Exercise details: Report back every line in the data that includes the string "filename".

+++

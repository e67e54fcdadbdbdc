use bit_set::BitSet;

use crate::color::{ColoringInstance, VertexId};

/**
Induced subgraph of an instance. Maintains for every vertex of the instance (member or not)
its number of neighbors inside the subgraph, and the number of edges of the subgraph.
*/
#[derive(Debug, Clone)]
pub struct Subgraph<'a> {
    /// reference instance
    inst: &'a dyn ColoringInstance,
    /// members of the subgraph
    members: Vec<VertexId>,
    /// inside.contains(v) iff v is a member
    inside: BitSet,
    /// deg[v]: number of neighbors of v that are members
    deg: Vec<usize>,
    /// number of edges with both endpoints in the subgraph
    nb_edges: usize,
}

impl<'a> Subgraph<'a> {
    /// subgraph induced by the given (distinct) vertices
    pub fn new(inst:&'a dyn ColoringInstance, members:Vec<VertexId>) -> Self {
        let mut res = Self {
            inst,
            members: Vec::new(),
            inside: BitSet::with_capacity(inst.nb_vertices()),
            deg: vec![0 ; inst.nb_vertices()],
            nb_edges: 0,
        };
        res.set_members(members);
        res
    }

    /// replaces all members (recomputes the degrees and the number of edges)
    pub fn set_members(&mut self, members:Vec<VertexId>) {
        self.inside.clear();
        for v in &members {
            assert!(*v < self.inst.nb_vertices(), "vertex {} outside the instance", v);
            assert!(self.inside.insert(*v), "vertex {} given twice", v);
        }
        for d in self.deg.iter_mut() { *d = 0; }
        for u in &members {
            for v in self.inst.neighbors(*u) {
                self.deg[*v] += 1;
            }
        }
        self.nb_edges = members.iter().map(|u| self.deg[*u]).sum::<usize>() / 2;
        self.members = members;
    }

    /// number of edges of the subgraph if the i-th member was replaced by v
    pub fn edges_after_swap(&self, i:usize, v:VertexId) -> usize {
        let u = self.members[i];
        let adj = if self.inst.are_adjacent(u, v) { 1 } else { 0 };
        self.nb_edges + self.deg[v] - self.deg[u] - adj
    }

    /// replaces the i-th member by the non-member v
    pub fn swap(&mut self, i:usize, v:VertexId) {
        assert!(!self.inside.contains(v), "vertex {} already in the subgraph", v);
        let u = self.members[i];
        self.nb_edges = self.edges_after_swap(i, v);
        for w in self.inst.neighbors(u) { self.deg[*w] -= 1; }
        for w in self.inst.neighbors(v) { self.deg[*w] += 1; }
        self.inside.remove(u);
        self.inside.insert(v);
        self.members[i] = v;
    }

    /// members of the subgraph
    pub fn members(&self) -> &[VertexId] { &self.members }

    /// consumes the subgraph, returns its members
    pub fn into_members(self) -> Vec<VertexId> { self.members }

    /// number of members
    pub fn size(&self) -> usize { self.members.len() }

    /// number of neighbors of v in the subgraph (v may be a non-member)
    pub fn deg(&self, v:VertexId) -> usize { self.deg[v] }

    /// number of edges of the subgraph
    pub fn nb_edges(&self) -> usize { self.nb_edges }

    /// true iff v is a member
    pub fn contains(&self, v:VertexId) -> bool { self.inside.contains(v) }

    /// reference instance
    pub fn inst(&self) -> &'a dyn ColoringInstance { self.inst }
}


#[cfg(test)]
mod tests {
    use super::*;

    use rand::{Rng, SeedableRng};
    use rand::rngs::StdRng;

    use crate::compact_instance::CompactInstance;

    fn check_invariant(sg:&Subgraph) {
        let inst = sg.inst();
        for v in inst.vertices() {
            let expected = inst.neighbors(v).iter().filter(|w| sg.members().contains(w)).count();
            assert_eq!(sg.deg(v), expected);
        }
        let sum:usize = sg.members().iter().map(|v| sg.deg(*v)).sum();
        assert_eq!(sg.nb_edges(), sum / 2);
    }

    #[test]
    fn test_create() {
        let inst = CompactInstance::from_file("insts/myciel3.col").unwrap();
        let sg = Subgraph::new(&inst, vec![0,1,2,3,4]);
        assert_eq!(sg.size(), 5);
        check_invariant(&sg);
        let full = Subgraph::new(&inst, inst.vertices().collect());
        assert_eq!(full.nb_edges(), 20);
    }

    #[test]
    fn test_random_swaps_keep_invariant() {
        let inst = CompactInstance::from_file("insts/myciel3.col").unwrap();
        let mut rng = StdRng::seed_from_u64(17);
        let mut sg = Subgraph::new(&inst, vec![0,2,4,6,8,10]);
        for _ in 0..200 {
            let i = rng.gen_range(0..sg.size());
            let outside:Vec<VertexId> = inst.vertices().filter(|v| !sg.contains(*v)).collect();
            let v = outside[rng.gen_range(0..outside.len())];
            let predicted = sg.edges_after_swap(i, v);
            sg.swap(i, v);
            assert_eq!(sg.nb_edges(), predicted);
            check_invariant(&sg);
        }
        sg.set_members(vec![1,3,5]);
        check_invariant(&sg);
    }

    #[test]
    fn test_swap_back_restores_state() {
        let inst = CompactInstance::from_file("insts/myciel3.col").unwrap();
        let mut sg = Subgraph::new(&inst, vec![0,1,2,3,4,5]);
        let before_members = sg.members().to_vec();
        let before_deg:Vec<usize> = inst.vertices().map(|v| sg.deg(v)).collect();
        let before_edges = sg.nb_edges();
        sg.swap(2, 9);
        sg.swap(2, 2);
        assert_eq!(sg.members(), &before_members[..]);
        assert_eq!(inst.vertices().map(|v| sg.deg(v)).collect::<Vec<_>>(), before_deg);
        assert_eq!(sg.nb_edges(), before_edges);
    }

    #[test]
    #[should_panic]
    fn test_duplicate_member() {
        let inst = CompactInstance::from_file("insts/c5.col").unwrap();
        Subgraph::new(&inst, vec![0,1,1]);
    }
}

+++

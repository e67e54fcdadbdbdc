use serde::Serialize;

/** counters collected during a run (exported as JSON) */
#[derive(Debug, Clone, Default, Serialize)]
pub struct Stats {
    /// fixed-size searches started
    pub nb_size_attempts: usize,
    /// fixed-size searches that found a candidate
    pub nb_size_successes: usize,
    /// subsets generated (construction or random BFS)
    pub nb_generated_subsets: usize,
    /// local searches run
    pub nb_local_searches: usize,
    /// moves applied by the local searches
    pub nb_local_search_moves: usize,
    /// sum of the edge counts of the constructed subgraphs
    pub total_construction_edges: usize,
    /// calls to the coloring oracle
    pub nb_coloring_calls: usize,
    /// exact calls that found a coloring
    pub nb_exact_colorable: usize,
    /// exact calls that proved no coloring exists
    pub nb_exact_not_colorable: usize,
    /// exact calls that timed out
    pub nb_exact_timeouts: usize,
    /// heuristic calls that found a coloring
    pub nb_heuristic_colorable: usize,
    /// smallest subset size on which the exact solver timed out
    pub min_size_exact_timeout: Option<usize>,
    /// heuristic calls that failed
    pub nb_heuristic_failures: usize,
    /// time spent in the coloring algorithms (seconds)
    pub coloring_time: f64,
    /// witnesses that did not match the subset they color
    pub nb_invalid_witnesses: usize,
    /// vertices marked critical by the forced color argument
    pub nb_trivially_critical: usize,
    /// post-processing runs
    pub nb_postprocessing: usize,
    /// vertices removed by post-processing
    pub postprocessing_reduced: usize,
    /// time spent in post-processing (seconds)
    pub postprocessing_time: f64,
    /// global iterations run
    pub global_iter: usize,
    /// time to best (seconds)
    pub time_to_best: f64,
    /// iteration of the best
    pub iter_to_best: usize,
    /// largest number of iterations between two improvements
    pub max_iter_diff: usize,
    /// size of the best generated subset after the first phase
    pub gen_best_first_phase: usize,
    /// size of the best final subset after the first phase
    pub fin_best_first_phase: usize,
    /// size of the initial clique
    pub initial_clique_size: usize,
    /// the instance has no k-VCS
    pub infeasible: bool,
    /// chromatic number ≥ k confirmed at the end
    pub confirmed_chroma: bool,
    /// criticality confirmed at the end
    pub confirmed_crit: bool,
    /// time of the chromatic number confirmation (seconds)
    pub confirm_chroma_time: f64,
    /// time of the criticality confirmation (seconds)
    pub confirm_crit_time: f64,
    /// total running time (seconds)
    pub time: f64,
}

+++

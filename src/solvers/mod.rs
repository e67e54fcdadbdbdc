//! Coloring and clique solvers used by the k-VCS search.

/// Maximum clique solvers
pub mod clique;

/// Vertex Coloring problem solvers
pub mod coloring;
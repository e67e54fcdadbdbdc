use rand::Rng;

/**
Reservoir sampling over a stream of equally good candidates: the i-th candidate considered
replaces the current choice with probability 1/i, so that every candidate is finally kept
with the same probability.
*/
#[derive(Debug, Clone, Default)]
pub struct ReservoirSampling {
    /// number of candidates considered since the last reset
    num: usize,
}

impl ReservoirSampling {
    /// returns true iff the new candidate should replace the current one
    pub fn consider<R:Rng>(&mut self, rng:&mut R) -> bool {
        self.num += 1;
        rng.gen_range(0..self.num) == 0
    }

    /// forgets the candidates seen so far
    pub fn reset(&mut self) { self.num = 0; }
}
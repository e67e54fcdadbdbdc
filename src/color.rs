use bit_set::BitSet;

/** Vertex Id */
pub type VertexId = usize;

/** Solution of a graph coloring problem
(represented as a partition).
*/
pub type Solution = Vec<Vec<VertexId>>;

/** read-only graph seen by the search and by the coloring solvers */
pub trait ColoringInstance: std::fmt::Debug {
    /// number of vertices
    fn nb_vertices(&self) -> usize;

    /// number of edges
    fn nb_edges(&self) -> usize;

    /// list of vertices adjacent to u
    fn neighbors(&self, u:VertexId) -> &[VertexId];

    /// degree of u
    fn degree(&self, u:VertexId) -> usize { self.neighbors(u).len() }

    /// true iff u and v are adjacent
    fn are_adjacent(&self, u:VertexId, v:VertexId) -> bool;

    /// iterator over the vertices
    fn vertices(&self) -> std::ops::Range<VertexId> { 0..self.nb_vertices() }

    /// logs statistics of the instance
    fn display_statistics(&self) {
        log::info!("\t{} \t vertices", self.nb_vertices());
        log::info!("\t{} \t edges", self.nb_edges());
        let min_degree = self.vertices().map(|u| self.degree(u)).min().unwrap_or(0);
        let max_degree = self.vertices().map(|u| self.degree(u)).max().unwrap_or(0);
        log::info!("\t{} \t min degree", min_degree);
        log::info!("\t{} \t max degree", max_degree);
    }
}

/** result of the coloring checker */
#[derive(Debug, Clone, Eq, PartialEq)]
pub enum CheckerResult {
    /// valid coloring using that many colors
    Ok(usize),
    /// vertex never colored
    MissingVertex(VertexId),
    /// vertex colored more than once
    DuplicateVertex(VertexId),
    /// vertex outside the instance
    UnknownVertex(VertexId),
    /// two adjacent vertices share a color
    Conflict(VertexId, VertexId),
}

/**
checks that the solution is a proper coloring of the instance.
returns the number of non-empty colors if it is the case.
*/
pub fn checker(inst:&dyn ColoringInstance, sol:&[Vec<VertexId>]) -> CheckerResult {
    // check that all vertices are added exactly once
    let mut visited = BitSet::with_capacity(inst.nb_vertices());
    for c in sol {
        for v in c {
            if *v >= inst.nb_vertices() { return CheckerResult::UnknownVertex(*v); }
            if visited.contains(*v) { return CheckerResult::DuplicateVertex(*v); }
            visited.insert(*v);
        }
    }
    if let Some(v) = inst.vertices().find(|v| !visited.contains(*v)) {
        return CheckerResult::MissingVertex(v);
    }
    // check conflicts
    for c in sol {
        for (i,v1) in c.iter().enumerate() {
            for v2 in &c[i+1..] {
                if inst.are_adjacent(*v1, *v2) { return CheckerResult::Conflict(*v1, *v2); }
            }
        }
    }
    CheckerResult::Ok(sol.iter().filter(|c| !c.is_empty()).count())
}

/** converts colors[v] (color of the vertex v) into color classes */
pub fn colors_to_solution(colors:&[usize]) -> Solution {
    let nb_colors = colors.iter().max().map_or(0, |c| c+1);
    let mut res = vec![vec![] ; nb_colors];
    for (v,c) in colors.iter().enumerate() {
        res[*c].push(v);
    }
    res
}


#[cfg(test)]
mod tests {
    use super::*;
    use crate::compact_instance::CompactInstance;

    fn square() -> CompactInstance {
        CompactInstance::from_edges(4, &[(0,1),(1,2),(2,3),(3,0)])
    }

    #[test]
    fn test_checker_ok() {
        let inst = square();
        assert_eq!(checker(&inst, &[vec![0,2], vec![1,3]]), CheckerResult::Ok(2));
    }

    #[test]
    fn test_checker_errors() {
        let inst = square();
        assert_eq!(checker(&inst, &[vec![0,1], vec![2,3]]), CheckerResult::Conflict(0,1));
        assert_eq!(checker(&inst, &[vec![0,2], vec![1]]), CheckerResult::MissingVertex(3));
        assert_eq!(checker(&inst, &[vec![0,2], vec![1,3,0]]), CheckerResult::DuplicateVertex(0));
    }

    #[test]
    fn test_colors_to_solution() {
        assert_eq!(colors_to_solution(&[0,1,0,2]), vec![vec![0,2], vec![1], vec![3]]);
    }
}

+++

Response below:
filename src/solvers/mod.rs
filename src/color.rs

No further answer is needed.